** EXERCISE AIM **
Look through the records below for the line holding "commit. Nothing else". Write it out exactly, with each following line through the line holding "pub fn advance_cid(&self)".

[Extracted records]
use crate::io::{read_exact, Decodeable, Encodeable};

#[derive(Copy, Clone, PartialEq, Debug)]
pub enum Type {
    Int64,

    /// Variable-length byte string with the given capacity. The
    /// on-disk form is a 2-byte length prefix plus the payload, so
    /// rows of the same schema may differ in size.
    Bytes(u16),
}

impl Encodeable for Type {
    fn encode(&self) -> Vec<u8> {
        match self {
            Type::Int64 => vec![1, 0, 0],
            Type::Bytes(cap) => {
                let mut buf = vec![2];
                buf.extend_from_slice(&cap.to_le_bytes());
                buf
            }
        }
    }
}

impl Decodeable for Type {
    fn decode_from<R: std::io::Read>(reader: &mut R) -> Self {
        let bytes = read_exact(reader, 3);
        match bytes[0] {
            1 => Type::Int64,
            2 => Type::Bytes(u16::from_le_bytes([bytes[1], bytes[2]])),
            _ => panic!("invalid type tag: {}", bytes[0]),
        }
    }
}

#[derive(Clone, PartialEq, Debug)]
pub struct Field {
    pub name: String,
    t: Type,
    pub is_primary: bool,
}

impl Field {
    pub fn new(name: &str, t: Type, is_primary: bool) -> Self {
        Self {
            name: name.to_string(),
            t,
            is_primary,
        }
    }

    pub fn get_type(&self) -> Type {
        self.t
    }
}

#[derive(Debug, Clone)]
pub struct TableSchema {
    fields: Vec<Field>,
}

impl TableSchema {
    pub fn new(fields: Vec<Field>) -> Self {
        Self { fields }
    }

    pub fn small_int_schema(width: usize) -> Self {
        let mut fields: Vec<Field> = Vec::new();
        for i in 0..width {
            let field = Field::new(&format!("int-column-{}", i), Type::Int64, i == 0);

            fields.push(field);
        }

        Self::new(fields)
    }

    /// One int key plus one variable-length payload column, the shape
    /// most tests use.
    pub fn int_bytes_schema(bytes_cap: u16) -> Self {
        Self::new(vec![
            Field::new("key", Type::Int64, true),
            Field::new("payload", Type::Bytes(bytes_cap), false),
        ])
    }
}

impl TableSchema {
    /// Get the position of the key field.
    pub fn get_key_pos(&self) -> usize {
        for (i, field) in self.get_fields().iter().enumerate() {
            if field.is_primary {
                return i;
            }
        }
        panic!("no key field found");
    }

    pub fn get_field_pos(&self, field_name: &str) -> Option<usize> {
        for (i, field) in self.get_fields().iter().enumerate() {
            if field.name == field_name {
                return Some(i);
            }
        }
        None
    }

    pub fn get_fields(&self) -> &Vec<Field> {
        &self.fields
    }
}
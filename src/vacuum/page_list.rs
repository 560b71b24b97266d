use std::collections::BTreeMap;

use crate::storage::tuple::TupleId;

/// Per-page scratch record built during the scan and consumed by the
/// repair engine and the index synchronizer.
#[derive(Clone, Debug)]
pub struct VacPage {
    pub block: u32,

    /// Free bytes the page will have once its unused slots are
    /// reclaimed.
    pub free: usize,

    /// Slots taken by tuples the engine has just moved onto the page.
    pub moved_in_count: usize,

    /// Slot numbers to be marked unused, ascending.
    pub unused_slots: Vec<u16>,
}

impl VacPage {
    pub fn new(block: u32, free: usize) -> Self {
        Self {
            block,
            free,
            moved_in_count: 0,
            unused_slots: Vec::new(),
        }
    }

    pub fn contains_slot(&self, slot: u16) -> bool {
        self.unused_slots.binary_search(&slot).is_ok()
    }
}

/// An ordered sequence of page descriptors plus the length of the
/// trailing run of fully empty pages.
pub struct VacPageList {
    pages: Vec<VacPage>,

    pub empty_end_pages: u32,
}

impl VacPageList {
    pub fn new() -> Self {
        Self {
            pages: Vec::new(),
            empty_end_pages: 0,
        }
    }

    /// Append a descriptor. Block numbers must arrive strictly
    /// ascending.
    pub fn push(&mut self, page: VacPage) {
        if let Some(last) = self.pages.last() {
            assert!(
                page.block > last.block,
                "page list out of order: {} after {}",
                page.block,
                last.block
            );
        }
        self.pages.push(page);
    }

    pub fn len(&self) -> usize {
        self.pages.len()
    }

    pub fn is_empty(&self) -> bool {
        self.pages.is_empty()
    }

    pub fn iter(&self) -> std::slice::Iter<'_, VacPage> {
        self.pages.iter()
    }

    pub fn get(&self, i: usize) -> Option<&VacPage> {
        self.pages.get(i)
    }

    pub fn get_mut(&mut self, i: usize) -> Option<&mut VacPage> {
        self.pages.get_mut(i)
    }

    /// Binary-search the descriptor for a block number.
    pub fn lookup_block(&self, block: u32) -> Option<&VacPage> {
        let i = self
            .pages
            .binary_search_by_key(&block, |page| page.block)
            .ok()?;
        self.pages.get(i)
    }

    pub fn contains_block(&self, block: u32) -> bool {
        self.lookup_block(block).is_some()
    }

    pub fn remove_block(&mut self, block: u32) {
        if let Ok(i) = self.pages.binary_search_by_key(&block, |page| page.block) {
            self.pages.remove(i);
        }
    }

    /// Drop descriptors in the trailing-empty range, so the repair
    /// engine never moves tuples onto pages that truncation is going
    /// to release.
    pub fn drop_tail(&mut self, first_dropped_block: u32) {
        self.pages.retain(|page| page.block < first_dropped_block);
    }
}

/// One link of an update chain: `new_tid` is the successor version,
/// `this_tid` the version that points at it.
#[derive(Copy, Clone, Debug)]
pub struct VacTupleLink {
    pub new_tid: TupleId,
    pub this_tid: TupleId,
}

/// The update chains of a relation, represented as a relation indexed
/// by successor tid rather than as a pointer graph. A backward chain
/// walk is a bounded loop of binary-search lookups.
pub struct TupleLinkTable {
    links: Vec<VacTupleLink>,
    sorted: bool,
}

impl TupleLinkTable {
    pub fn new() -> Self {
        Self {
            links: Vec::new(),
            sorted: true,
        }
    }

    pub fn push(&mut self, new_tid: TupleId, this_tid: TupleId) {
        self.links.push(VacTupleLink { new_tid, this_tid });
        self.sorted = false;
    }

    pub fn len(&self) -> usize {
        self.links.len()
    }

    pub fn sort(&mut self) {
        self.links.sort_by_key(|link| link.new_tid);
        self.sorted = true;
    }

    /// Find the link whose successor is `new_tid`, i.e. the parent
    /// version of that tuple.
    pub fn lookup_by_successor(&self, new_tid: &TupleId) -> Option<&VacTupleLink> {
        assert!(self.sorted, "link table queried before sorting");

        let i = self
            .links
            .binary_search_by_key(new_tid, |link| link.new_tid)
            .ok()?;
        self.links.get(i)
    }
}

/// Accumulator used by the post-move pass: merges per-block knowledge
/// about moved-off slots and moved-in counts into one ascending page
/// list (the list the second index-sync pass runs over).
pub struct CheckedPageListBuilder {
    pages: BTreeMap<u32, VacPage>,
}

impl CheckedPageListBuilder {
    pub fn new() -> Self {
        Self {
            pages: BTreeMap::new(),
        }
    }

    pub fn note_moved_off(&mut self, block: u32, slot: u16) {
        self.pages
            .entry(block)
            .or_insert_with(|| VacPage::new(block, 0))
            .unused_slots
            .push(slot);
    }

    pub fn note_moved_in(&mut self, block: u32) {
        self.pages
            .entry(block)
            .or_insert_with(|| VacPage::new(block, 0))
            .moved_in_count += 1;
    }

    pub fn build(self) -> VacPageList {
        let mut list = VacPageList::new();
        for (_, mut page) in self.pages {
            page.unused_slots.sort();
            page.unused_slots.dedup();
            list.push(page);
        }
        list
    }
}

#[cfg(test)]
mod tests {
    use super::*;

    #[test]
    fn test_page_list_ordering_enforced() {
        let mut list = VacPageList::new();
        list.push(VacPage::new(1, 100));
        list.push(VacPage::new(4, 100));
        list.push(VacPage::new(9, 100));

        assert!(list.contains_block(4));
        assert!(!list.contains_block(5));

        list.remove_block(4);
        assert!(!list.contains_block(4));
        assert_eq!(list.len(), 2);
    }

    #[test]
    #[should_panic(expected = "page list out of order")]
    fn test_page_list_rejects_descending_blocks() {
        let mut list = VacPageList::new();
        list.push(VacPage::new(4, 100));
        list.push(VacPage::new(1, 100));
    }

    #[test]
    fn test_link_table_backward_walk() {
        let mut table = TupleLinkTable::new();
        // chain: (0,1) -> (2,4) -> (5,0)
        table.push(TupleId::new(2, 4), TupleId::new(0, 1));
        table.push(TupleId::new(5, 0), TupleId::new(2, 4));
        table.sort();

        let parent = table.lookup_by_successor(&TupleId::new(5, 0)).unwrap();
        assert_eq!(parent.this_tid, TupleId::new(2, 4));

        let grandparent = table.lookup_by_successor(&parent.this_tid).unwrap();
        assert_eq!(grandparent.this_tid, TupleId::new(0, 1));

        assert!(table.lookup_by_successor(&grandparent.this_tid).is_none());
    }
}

---

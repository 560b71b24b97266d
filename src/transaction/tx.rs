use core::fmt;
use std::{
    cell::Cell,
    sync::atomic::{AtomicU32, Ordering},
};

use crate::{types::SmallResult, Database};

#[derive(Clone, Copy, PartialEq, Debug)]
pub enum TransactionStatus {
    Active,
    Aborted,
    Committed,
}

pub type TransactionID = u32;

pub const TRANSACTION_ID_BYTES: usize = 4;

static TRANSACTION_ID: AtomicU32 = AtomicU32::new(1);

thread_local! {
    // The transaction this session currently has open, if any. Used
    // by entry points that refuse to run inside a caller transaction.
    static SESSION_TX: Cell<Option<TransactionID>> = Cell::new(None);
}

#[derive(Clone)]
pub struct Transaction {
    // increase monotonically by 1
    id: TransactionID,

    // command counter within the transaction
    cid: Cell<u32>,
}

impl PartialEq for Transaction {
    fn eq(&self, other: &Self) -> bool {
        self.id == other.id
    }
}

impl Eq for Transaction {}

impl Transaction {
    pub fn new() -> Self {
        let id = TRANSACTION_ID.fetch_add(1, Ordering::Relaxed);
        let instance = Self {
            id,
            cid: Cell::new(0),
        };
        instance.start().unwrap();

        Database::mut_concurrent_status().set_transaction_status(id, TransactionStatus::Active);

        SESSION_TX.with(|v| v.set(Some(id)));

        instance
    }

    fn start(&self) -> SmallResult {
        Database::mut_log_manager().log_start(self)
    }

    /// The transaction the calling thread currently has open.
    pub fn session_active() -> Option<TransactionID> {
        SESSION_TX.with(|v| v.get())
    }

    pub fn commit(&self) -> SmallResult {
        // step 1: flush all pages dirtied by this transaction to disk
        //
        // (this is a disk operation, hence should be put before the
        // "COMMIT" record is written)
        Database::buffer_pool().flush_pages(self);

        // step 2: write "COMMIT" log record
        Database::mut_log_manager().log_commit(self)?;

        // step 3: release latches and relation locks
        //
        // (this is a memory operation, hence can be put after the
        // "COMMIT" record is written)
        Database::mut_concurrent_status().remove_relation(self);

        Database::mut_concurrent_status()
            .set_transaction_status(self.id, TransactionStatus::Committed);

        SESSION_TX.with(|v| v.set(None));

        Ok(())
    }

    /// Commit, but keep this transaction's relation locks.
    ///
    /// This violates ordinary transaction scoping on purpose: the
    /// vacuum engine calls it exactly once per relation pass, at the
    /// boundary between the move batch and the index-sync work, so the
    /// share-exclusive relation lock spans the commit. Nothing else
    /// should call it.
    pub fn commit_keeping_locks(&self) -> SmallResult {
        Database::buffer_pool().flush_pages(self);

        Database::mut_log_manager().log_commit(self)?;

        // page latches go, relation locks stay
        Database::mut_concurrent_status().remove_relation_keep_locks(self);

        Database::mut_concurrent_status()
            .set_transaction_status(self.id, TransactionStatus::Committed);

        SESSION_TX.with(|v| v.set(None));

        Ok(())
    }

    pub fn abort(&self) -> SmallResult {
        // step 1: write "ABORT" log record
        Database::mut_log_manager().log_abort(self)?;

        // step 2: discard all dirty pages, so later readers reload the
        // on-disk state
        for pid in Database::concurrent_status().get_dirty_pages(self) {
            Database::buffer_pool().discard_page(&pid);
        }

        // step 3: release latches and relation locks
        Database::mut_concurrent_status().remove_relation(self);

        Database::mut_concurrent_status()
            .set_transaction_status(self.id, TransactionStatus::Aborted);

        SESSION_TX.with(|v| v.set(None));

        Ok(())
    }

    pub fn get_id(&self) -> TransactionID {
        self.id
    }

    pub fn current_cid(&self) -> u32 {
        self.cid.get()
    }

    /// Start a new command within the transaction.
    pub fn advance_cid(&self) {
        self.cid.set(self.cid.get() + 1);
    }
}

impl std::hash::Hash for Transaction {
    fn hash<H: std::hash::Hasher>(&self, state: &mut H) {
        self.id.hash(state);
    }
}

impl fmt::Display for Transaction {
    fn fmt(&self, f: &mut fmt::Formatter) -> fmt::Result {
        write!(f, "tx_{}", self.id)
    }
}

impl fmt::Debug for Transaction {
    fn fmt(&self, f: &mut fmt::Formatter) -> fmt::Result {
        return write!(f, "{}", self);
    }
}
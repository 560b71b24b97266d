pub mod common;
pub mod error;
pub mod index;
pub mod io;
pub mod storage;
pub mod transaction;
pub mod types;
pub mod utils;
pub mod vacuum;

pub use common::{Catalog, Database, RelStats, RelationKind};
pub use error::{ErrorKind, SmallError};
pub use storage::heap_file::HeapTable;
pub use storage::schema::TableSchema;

...

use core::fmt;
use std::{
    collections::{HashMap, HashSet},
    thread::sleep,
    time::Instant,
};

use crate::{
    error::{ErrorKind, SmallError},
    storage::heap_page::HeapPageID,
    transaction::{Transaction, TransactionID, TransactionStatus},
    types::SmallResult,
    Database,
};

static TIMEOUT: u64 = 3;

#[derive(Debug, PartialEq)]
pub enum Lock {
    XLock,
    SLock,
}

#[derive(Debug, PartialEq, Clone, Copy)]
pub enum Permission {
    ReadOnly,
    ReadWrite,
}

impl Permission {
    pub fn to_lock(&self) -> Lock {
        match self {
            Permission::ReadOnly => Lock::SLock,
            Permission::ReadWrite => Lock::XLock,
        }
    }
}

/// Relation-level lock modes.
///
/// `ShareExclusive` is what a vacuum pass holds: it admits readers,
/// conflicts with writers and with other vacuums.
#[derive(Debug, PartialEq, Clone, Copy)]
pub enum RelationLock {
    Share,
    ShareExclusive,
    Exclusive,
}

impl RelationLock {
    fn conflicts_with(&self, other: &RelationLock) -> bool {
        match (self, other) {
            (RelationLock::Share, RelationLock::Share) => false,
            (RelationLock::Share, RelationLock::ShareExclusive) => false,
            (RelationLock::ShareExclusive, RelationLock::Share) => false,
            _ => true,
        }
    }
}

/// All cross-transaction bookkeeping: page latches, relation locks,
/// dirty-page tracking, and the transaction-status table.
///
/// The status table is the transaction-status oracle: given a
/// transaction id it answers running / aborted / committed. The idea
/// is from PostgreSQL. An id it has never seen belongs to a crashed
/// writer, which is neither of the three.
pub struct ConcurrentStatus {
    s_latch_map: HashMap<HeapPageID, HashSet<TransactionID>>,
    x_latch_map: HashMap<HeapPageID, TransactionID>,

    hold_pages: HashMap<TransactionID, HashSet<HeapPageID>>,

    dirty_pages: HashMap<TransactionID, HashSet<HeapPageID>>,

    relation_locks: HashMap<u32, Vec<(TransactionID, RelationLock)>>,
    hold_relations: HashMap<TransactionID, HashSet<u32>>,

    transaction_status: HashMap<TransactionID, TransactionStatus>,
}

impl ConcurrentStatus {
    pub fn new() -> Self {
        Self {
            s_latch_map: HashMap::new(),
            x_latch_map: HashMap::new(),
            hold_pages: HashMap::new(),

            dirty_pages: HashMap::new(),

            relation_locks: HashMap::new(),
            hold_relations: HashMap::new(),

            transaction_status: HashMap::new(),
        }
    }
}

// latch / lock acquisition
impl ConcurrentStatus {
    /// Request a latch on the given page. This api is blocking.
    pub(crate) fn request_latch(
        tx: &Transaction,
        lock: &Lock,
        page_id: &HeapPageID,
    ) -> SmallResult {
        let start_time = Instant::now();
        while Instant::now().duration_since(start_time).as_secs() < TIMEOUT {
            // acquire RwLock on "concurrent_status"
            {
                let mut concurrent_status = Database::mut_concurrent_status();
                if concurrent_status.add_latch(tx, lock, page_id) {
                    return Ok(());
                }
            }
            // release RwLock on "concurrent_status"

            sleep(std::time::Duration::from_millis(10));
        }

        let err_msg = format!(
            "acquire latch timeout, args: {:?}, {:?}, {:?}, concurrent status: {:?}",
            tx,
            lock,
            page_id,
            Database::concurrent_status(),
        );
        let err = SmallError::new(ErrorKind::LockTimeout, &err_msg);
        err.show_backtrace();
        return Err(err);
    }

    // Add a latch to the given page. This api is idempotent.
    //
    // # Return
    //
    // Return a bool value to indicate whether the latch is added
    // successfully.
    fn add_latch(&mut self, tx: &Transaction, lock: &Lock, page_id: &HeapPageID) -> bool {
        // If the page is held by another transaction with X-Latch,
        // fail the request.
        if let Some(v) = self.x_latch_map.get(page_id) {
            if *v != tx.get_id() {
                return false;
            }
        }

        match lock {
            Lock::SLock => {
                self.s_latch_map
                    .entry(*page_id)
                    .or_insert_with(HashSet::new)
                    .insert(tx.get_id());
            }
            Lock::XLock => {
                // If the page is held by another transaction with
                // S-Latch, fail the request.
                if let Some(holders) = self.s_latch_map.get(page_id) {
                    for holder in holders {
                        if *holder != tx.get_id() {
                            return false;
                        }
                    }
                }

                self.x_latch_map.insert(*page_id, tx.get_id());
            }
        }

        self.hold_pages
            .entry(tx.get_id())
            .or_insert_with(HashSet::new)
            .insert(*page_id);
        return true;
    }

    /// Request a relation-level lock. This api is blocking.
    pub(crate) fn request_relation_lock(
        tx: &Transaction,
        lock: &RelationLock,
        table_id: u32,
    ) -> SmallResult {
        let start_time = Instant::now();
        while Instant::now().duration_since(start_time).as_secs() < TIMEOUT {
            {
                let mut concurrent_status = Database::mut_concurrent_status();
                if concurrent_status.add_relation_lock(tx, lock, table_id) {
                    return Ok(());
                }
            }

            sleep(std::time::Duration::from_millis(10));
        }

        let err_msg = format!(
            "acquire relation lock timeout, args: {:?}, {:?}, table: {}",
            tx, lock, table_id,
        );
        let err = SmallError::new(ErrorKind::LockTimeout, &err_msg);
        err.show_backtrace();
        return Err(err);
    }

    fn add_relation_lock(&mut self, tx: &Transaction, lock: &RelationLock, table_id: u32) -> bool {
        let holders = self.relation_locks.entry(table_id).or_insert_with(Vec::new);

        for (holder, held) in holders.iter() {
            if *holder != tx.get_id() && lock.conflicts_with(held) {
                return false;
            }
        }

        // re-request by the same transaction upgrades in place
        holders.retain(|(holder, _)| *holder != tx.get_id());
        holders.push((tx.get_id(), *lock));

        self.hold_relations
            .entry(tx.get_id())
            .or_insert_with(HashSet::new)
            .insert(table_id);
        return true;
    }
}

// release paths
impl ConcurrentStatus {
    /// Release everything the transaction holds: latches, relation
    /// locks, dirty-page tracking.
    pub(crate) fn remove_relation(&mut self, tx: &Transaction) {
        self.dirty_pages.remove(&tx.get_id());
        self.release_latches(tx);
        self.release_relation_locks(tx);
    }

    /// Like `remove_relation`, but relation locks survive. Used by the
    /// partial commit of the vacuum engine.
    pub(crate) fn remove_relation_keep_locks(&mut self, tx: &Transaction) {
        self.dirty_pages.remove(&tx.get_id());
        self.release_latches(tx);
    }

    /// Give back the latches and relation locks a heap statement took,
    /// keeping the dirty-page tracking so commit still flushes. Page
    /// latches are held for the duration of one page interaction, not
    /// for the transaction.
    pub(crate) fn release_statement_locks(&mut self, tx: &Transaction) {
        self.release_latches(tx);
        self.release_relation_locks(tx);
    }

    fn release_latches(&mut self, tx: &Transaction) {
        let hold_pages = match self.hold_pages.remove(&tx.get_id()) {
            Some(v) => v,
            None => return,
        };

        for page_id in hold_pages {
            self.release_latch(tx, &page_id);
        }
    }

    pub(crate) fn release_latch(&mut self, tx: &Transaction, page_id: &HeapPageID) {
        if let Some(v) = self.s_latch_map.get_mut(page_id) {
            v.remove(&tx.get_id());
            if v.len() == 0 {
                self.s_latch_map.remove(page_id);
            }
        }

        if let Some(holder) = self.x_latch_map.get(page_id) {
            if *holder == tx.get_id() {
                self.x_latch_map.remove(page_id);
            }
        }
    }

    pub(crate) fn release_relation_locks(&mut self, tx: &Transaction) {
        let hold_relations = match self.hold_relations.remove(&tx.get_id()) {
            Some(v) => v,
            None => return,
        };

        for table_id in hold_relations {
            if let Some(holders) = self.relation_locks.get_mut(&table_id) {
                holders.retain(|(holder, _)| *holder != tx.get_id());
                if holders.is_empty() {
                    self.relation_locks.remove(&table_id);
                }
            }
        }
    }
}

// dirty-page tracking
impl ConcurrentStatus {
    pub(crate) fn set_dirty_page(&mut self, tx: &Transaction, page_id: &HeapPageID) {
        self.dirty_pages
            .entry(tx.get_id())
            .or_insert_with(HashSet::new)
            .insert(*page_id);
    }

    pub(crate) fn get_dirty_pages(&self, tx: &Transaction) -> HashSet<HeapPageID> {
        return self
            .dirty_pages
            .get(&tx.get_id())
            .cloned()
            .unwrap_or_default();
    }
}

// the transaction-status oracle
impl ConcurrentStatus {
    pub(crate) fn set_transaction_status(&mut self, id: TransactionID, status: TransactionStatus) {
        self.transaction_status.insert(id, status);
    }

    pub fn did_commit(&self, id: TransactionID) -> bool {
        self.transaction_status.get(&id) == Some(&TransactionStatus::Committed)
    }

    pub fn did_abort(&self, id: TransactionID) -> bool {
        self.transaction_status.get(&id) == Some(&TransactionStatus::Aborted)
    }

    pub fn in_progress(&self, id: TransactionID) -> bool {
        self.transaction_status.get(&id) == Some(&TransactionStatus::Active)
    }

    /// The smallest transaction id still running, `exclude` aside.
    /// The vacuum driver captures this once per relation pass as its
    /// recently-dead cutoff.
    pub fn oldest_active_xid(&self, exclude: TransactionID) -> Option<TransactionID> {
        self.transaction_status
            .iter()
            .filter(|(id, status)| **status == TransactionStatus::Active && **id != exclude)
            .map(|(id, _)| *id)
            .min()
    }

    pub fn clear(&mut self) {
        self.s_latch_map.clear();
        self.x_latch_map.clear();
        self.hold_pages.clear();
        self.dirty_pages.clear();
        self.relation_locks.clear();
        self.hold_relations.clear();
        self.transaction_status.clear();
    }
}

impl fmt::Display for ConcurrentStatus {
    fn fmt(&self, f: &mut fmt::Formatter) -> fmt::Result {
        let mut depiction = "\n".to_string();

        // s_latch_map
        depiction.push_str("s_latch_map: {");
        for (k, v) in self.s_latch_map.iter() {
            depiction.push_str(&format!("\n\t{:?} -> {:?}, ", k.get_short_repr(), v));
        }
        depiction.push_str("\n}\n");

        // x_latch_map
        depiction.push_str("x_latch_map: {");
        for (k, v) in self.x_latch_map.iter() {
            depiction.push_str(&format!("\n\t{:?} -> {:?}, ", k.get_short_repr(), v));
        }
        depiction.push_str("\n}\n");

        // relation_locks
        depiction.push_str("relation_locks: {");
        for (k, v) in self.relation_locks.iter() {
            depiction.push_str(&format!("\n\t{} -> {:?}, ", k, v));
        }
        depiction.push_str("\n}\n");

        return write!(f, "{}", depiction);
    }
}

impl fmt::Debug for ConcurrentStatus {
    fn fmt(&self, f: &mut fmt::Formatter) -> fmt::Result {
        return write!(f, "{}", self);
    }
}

** TASK SOLUTION **
    /// share-exclusive relation lock spans the commit. Nothing else
    /// should call it.
    pub fn commit_keeping_locks(&self) -> SmallResult {
        Database::buffer_pool().flush_pages(self);

        Database::mut_log_manager().log_commit(self)?;

        // page latches go, relation locks stay
        Database::mut_concurrent_status().remove_relation_keep_locks(self);

        Database::mut_concurrent_status()
            .set_transaction_status(self.id, TransactionStatus::Committed);

        SESSION_TX.with(|v| v.set(None));

        Ok(())
    }

    pub fn abort(&self) -> SmallResult {
        // step 1: write "ABORT" log record
        Database::mut_log_manager().log_abort(self)?;

        // step 2: discard all dirty pages, so later readers reload the
        // on-disk state
        for pid in Database::concurrent_status().get_dirty_pages(self) {
            Database::buffer_pool().discard_page(&pid);
        }

        // step 3: release latches and relation locks
        Database::mut_concurrent_status().remove_relation(self);

        Database::mut_concurrent_status()
            .set_transaction_status(self.id, TransactionStatus::Aborted);

        SESSION_TX.with(|v| v.set(None));

        Ok(())
    }

    pub fn get_id(&self) -> TransactionID {
        self.id
    }

    pub fn current_cid(&self) -> u32 {
        self.cid.get()
    }

    /// Start a new command within the transaction.
    pub fn advance_cid(&self) {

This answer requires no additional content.